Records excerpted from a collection
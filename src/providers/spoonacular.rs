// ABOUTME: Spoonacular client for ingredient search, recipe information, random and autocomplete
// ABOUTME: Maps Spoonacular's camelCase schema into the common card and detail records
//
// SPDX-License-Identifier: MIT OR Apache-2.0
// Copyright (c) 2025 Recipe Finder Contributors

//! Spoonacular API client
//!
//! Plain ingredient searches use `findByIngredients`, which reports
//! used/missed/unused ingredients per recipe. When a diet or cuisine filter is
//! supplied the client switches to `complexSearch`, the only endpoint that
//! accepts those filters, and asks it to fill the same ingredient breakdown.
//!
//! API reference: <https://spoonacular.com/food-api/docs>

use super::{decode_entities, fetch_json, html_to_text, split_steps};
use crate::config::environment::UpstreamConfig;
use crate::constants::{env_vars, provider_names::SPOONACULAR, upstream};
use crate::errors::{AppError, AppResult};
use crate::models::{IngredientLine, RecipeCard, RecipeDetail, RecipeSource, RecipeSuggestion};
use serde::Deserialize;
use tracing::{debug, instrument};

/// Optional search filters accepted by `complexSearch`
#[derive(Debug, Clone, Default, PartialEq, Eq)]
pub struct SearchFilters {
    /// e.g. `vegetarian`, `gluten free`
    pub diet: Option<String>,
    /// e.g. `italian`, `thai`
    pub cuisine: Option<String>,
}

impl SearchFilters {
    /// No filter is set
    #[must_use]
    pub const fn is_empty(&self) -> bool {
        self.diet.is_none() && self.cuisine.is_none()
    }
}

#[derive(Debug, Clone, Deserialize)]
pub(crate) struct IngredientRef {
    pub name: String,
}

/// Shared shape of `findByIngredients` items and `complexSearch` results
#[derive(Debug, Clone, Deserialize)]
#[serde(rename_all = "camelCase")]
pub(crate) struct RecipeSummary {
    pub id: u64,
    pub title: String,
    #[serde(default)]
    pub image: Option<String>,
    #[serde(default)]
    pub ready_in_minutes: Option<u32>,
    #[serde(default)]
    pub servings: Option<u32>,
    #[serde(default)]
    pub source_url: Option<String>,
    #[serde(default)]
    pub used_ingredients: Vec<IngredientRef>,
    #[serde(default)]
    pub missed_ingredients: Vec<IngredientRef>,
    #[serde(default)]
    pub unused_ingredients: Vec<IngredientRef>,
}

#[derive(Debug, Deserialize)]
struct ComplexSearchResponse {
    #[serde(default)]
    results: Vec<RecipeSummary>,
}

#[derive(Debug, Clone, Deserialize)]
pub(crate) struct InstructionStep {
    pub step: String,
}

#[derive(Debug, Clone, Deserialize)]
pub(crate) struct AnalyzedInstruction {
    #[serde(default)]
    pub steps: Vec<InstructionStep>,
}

PROBLEM TO WORK ON
An exact copy of the lines from the one with "pub(crate) struct AnalyzedInstruction" to the final line of the entries is all that the answer should hold.

THE ANSWER
pub(crate) struct AnalyzedInstruction {
    #[serde(default)]
    pub steps: Vec<InstructionStep>,
}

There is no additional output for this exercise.